Stored data entries
------

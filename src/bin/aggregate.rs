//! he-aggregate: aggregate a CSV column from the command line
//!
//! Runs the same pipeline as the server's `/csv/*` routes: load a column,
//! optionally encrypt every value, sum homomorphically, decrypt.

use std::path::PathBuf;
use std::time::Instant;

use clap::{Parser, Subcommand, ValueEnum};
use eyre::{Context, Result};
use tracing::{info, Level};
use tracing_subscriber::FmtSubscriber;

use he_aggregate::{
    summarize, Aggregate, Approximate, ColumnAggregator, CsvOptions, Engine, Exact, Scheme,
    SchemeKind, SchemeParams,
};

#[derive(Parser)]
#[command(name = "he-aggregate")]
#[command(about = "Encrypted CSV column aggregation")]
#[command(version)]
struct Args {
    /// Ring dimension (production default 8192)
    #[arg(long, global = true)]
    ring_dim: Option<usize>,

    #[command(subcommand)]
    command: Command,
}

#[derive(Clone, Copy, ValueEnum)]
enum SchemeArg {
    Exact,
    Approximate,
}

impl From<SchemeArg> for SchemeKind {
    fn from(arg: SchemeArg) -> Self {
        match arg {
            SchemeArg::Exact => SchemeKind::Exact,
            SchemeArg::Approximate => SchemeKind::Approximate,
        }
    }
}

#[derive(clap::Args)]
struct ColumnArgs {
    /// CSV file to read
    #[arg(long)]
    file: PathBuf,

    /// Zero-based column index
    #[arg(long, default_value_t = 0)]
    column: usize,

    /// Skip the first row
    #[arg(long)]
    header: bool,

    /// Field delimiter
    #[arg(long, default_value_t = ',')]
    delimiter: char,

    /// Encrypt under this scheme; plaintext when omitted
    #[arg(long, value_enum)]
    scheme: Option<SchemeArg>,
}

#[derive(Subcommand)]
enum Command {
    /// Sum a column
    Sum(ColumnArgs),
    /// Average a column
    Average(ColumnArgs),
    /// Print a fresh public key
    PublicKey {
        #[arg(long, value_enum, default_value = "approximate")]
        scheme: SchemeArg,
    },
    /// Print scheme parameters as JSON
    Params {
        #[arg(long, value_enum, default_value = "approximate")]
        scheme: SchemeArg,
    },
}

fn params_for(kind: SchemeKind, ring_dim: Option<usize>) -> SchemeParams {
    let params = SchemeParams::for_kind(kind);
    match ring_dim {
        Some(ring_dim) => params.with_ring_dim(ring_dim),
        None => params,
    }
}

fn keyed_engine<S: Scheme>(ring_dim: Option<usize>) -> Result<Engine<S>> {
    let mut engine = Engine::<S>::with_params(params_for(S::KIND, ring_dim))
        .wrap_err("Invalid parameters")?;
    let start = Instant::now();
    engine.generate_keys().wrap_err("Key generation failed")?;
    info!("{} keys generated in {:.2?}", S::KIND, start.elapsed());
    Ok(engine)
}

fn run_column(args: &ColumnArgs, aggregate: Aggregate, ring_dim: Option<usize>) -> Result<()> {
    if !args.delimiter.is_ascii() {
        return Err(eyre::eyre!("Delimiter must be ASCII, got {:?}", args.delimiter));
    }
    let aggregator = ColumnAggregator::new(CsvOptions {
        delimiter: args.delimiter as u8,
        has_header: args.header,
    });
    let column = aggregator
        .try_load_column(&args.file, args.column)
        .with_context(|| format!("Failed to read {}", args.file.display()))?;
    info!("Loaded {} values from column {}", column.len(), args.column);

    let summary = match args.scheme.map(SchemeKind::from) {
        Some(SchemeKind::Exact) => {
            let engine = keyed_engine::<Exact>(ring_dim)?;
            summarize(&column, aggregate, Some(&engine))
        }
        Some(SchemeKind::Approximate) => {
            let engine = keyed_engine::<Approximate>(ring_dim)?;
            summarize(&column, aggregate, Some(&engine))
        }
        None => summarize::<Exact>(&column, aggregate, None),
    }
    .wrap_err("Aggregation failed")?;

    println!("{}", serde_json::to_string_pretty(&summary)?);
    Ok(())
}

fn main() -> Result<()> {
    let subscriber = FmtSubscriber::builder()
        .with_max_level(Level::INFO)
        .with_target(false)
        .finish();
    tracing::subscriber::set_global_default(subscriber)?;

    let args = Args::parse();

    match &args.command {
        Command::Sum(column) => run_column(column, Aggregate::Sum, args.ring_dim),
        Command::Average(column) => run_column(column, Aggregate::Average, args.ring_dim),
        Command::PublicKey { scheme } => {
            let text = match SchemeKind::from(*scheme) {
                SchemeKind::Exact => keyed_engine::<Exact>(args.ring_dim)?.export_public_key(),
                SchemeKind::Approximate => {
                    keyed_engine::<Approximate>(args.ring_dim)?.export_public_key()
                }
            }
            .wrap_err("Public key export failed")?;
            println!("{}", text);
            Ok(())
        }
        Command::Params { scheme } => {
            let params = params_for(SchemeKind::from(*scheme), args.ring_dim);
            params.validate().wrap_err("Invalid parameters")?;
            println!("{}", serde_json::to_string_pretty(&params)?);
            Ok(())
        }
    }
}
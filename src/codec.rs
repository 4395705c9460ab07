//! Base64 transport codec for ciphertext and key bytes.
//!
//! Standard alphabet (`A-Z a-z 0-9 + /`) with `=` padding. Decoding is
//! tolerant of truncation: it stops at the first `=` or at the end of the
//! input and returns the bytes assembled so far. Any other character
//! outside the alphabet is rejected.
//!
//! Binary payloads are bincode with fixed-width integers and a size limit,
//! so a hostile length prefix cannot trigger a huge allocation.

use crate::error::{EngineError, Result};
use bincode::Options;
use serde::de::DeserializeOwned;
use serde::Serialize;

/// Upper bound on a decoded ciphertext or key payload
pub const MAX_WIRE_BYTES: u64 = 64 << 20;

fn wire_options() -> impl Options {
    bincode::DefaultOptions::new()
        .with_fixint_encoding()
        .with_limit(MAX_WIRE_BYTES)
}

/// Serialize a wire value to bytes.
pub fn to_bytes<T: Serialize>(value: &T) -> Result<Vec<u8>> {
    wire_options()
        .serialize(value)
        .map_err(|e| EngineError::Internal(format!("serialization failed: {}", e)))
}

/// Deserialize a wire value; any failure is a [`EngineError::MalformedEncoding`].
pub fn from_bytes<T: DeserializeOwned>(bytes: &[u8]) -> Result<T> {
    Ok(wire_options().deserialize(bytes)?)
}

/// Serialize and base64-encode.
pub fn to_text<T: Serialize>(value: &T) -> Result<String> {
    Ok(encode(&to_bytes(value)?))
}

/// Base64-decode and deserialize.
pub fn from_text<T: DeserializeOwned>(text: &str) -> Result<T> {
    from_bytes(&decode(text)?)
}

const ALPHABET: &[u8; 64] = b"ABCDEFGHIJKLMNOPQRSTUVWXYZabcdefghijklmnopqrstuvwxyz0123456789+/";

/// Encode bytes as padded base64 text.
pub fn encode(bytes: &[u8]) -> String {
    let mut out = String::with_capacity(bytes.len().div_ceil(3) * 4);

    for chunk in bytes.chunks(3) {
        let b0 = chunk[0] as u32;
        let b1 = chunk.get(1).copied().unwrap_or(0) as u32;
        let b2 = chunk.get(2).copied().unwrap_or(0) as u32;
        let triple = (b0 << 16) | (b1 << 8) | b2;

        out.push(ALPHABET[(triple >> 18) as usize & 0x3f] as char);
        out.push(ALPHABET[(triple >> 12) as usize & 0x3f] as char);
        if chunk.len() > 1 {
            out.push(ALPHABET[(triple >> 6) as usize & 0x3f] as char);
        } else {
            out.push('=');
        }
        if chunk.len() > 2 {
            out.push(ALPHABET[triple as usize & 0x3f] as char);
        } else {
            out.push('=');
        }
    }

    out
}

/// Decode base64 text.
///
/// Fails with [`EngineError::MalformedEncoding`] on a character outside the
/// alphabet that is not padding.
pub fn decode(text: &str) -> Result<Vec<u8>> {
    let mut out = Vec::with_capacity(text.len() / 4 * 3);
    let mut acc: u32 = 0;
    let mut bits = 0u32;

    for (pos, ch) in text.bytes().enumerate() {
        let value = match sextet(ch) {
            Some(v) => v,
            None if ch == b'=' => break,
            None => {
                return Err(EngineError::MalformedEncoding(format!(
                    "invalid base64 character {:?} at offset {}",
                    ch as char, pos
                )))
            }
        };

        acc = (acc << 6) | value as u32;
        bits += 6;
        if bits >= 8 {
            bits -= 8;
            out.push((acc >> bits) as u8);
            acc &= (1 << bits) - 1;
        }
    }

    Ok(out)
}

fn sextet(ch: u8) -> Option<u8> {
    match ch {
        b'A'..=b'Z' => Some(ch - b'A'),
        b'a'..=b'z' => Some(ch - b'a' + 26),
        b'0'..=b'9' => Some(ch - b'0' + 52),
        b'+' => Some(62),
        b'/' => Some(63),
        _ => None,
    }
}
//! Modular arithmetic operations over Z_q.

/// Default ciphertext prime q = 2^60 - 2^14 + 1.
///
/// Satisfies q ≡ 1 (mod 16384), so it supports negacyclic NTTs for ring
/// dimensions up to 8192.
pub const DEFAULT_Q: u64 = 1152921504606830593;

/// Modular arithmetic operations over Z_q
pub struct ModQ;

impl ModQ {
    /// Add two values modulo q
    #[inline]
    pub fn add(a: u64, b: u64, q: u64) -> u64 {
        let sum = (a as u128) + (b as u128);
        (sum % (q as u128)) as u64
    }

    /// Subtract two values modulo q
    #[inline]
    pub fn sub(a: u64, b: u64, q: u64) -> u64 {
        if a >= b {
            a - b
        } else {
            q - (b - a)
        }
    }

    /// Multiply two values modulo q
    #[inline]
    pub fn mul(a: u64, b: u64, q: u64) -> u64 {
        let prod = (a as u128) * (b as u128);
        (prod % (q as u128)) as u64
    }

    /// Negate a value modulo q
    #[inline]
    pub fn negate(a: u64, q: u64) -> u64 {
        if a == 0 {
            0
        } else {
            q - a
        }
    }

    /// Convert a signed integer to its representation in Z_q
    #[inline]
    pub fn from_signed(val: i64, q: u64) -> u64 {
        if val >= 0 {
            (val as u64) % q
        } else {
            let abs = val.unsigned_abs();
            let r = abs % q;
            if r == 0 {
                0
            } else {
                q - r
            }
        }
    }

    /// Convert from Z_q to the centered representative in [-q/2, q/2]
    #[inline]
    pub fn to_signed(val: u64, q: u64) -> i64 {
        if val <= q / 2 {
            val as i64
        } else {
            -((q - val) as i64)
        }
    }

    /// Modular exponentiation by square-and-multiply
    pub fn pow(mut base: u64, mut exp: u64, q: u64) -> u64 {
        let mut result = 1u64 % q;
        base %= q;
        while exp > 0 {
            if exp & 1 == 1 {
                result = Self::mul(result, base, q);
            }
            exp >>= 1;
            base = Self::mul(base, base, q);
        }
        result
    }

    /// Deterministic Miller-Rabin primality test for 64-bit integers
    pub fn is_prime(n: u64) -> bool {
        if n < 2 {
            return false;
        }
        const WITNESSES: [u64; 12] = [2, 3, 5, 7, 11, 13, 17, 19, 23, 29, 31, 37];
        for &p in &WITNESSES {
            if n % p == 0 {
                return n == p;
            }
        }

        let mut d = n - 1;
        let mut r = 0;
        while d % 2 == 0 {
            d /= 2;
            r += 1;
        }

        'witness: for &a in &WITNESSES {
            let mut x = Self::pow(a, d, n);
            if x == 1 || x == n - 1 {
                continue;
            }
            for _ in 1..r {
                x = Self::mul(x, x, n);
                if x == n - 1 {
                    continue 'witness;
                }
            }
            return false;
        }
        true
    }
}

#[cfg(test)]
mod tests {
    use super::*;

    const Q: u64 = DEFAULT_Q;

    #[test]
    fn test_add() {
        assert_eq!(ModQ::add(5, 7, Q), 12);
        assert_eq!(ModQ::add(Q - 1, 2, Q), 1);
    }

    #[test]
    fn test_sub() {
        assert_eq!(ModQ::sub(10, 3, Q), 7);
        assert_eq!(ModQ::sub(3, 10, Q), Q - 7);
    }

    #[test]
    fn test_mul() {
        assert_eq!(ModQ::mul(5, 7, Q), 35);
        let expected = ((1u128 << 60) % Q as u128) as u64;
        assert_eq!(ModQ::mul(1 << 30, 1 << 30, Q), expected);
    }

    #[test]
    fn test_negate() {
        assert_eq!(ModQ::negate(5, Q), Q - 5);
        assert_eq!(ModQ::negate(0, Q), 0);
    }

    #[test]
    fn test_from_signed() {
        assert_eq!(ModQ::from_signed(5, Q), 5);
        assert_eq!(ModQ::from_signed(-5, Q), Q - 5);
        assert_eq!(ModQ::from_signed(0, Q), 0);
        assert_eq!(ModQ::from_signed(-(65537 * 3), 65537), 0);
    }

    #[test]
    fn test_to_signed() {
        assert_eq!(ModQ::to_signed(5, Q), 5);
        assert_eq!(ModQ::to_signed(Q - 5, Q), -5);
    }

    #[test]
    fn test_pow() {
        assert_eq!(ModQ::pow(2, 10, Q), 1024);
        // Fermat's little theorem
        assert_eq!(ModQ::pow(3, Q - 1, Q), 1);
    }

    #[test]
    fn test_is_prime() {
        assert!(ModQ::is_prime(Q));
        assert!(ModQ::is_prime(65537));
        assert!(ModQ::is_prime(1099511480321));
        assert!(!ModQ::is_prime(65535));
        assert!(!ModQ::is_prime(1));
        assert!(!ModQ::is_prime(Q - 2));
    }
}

------

** Activity **
For each line above that contains the word "read", give the line as it is written.

** Answer to the problem **
    /// CSV file to read
        .with_context(|| format!("Failed to read {}", args.file.display()))?;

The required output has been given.